→ TASK ITEM
Will you quote all of the entries, word for word?

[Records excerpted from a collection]
• • • •
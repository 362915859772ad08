use axum::{
    Json,
    http::StatusCode,
    response::{IntoResponse, Response},
};
use db::{
    DbErr, is_unique_violation,
    models::{project::ProjectError, task::TaskError},
};
use deployment::DeploymentError;
use services::services::{
    board::BoardError, custom_fields::CustomFieldError, password::PasswordHashError,
    team::TeamDeletionError, type_migration::TypeMigrationError, type_schema::TypeSchemaError,
    validation::ValidationError, workflow::WorkflowError,
};
use thiserror::Error;
use utils::{pagination::PaginationError, response::ApiResponse};
use utils_jwt::JwtError;

#[derive(Debug, Error, ts_rs::TS)]
#[ts(type = "string")]
pub enum ApiError {
    #[error(transparent)]
    Project(#[from] ProjectError),
    #[error(transparent)]
    Task(#[from] TaskError),
    #[error(transparent)]
    Workflow(#[from] WorkflowError),
    #[error(transparent)]
    CustomField(#[from] CustomFieldError),
    #[error(transparent)]
    Validation(#[from] ValidationError),
    #[error(transparent)]
    Pagination(#[from] PaginationError),
    #[error(transparent)]
    TypeMigration(#[from] TypeMigrationError),
    #[error(transparent)]
    TypeSchema(#[from] TypeSchemaError),
    #[error(transparent)]
    TeamDeletion(#[from] TeamDeletionError),
    #[error(transparent)]
    Board(#[from] BoardError),
    #[error(transparent)]
    Jwt(#[from] JwtError),
    #[error(transparent)]
    Password(#[from] PasswordHashError),
    #[error(transparent)]
    Deployment(#[from] DeploymentError),
    #[error(transparent)]
    Database(#[from] DbErr),
    #[error("Unauthorized")]
    Unauthorized,
    #[error("{0}")]
    Forbidden(String),
    #[error("{0}")]
    NotFound(String),
    #[error("{0}")]
    BadRequest(String),
    #[error("Internal server error: {0}")]
    Internal(String),
}

impl ApiError {
    pub fn not_found(what: &str) -> Self {
        ApiError::NotFound(format!("{what} not found"))
    }

    pub fn admin_required() -> Self {
        ApiError::Forbidden("Admin privileges required".to_string())
    }

    fn status_and_type(&self) -> (StatusCode, &'static str) {
        match self {
            ApiError::Project(err) => match err {
                ProjectError::ProjectNotFound => (StatusCode::NOT_FOUND, "ProjectError"),
                ProjectError::DependencyNotFound | ProjectError::Dependency(_) => {
                    (StatusCode::BAD_REQUEST, "ProjectError")
                }
                ProjectError::Database(db_err) => database_status(db_err),
            },
            ApiError::Task(err) => match err {
                TaskError::TaskNotFound => (StatusCode::NOT_FOUND, "TaskError"),
                TaskError::DependencyNotFound | TaskError::Dependency(_) => {
                    (StatusCode::BAD_REQUEST, "TaskError")
                }
                TaskError::Database(db_err) => database_status(db_err),
            },
            ApiError::Workflow(_) => (StatusCode::BAD_REQUEST, "WorkflowError"),
            ApiError::CustomField(_) => (StatusCode::BAD_REQUEST, "CustomFieldError"),
            ApiError::Validation(_) => (StatusCode::BAD_REQUEST, "ValidationError"),
            ApiError::Pagination(_) => (StatusCode::BAD_REQUEST, "PaginationError"),
            ApiError::TypeMigration(err) => match err {
                TypeMigrationError::SourceNotFound(_) | TypeMigrationError::FieldNotFound => {
                    (StatusCode::NOT_FOUND, "TypeMigrationError")
                }
                TypeMigrationError::Database(db_err) => database_status(db_err),
                _ => (StatusCode::BAD_REQUEST, "TypeMigrationError"),
            },
            ApiError::TypeSchema(_) => (StatusCode::BAD_REQUEST, "TypeSchemaError"),
            ApiError::TeamDeletion(err) => match err {
                TeamDeletionError::TeamNotFound => (StatusCode::NOT_FOUND, "TeamDeletionError"),
                TeamDeletionError::Database(db_err) => database_status(db_err),
                _ => (StatusCode::BAD_REQUEST, "TeamDeletionError"),
            },
            ApiError::Board(err) => match err {
                BoardError::TaskNotFound(_) => (StatusCode::NOT_FOUND, "BoardError"),
                BoardError::UnknownColumn { .. } => (StatusCode::BAD_REQUEST, "BoardError"),
            },
            ApiError::Jwt(_) => (StatusCode::UNAUTHORIZED, "Unauthorized"),
            ApiError::Password(_) => (StatusCode::INTERNAL_SERVER_ERROR, "PasswordError"),
            ApiError::Deployment(_) => (StatusCode::INTERNAL_SERVER_ERROR, "DeploymentError"),
            ApiError::Database(db_err) => database_status(db_err),
            ApiError::Unauthorized => (StatusCode::UNAUTHORIZED, "Unauthorized"),
            ApiError::Forbidden(_) => (StatusCode::FORBIDDEN, "ForbiddenError"),
            ApiError::NotFound(_) => (StatusCode::NOT_FOUND, "NotFound"),
            ApiError::BadRequest(_) => (StatusCode::BAD_REQUEST, "BadRequest"),
            ApiError::Internal(_) => (StatusCode::INTERNAL_SERVER_ERROR, "InternalError"),
        }
    }
}

fn database_status(err: &DbErr) -> (StatusCode, &'static str) {
    match err {
        DbErr::RecordNotFound(_) => (StatusCode::NOT_FOUND, "DatabaseError"),
        err if is_unique_violation(err) => (StatusCode::BAD_REQUEST, "IntegrityError"),
        _ => (StatusCode::INTERNAL_SERVER_ERROR, "DatabaseError"),
    }
}

impl IntoResponse for ApiError {
    fn into_response(self) -> Response {
        let (status_code, error_type) = self.status_and_type();

        let error_message = match &self {
            ApiError::Jwt(_) | ApiError::Unauthorized => "Unauthorized".to_string(),
            ApiError::Database(DbErr::RecordNotFound(msg)) => msg.clone(),
            _ if error_type == "IntegrityError" => {
                "Record conflicts with an existing entry".to_string()
            }
            _ if status_code.is_server_error() => format!("{}: {}", error_type, self),
            _ => self.to_string(),
        };

        if status_code.is_server_error() {
            tracing::error!(
                status = %status_code,
                error_type,
                error = %self,
                "API request failed"
            );
        }
        let response = ApiResponse::<()>::error(&error_message);
        (status_code, Json(response)).into_response()
    }
}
• • • •
→ OUTPUT FOR THIS EXERCISE
repository 362915859772ad08
use axum::{
    Json,
    http::StatusCode,
    response::{IntoResponse, Response},
};
use db::{
    DbErr, is_unique_violation,
    models::{project::ProjectError, task::TaskError},
};
use deployment::DeploymentError;
use services::services::{
    board::BoardError, custom_fields::CustomFieldError, password::PasswordHashError,
    team::TeamDeletionError, type_migration::TypeMigrationError, type_schema::TypeSchemaError,
    validation::ValidationError, workflow::WorkflowError,
};
use thiserror::Error;
use utils::{pagination::PaginationError, response::ApiResponse};
use utils_jwt::JwtError;

#[derive(Debug, Error, ts_rs::TS)]
#[ts(type = "string")]
pub enum ApiError {
    #[error(transparent)]
    Project(#[from] ProjectError),
    #[error(transparent)]
    Task(#[from] TaskError),
    #[error(transparent)]
    Workflow(#[from] WorkflowError),
    #[error(transparent)]
    CustomField(#[from] CustomFieldError),
    #[error(transparent)]
    Validation(#[from] ValidationError),
    #[error(transparent)]
    Pagination(#[from] PaginationError),
    #[error(transparent)]
    TypeMigration(#[from] TypeMigrationError),
    #[error(transparent)]
    TypeSchema(#[from] TypeSchemaError),
    #[error(transparent)]
    TeamDeletion(#[from] TeamDeletionError),
    #[error(transparent)]
    Board(#[from] BoardError),
    #[error(transparent)]
    Jwt(#[from] JwtError),
    #[error(transparent)]
    Password(#[from] PasswordHashError),
    #[error(transparent)]
    Deployment(#[from] DeploymentError),
    #[error(transparent)]
    Database(#[from] DbErr),
    #[error("Unauthorized")]
    Unauthorized,
    #[error("{0}")]
    Forbidden(String),
    #[error("{0}")]
    NotFound(String),
    #[error("{0}")]
    BadRequest(String),
    #[error("Internal server error: {0}")]
    Internal(String),
}

impl ApiError {
    pub fn not_found(what: &str) -> Self {
        ApiError::NotFound(format!("{what} not found"))
    }

    pub fn admin_required() -> Self {
        ApiError::Forbidden("Admin privileges required".to_string())
    }

    fn status_and_type(&self) -> (StatusCode, &'static str) {
        match self {
            ApiError::Project(err) => match err {
                ProjectError::ProjectNotFound => (StatusCode::NOT_FOUND, "ProjectError"),
                ProjectError::DependencyNotFound | ProjectError::Dependency(_) => {
                    (StatusCode::BAD_REQUEST, "ProjectError")
                }
                ProjectError::Database(db_err) => database_status(db_err),
            },
            ApiError::Task(err) => match err {
                TaskError::TaskNotFound => (StatusCode::NOT_FOUND, "TaskError"),
                TaskError::DependencyNotFound | TaskError::Dependency(_) => {
                    (StatusCode::BAD_REQUEST, "TaskError")
                }
                TaskError::Database(db_err) => database_status(db_err),
            },
            ApiError::Workflow(_) => (StatusCode::BAD_REQUEST, "WorkflowError"),
            ApiError::CustomField(_) => (StatusCode::BAD_REQUEST, "CustomFieldError"),
            ApiError::Validation(_) => (StatusCode::BAD_REQUEST, "ValidationError"),
            ApiError::Pagination(_) => (StatusCode::BAD_REQUEST, "PaginationError"),
            ApiError::TypeMigration(err) => match err {
                TypeMigrationError::SourceNotFound(_) | TypeMigrationError::FieldNotFound => {
                    (StatusCode::NOT_FOUND, "TypeMigrationError")
                }
                TypeMigrationError::Database(db_err) => database_status(db_err),
                _ => (StatusCode::BAD_REQUEST, "TypeMigrationError"),
            },
            ApiError::TypeSchema(_) => (StatusCode::BAD_REQUEST, "TypeSchemaError"),
            ApiError::TeamDeletion(err) => match err {
                TeamDeletionError::TeamNotFound => (StatusCode::NOT_FOUND, "TeamDeletionError"),
                TeamDeletionError::Database(db_err) => database_status(db_err),
                _ => (StatusCode::BAD_REQUEST, "TeamDeletionError"),
            },
            ApiError::Board(err) => match err {
                BoardError::TaskNotFound(_) => (StatusCode::NOT_FOUND, "BoardError"),
                BoardError::UnknownColumn { .. } => (StatusCode::BAD_REQUEST, "BoardError"),
            },
            ApiError::Jwt(_) => (StatusCode::UNAUTHORIZED, "Unauthorized"),
            ApiError::Password(_) => (StatusCode::INTERNAL_SERVER_ERROR, "PasswordError"),
            ApiError::Deployment(_) => (StatusCode::INTERNAL_SERVER_ERROR, "DeploymentError"),
            ApiError::Database(db_err) => database_status(db_err),
            ApiError::Unauthorized => (StatusCode::UNAUTHORIZED, "Unauthorized"),
            ApiError::Forbidden(_) => (StatusCode::FORBIDDEN, "ForbiddenError"),
            ApiError::NotFound(_) => (StatusCode::NOT_FOUND, "NotFound"),
            ApiError::BadRequest(_) => (StatusCode::BAD_REQUEST, "BadRequest"),
            ApiError::Internal(_) => (StatusCode::INTERNAL_SERVER_ERROR, "InternalError"),
        }
    }
}

fn database_status(err: &DbErr) -> (StatusCode, &'static str) {
    match err {
        DbErr::RecordNotFound(_) => (StatusCode::NOT_FOUND, "DatabaseError"),
        err if is_unique_violation(err) => (StatusCode::BAD_REQUEST, "IntegrityError"),
        _ => (StatusCode::INTERNAL_SERVER_ERROR, "DatabaseError"),
    }
}

impl IntoResponse for ApiError {
    fn into_response(self) -> Response {
        let (status_code, error_type) = self.status_and_type();

        let error_message = match &self {
            ApiError::Jwt(_) | ApiError::Unauthorized => "Unauthorized".to_string(),
            ApiError::Database(DbErr::RecordNotFound(msg)) => msg.clone(),
            _ if error_type == "IntegrityError" => {
                "Record conflicts with an existing entry".to_string()
            }
            _ if status_code.is_server_error() => format!("{}: {}", error_type, self),
            _ => self.to_string(),
        };

        if status_code.is_server_error() {
            tracing::error!(
                status = %status_code,
                error_type,
                error = %self,
                "API request failed"
            );
        }
        let response = ApiResponse::<()>::error(&error_message);
        (status_code, Json(response)).into_response()
    }
}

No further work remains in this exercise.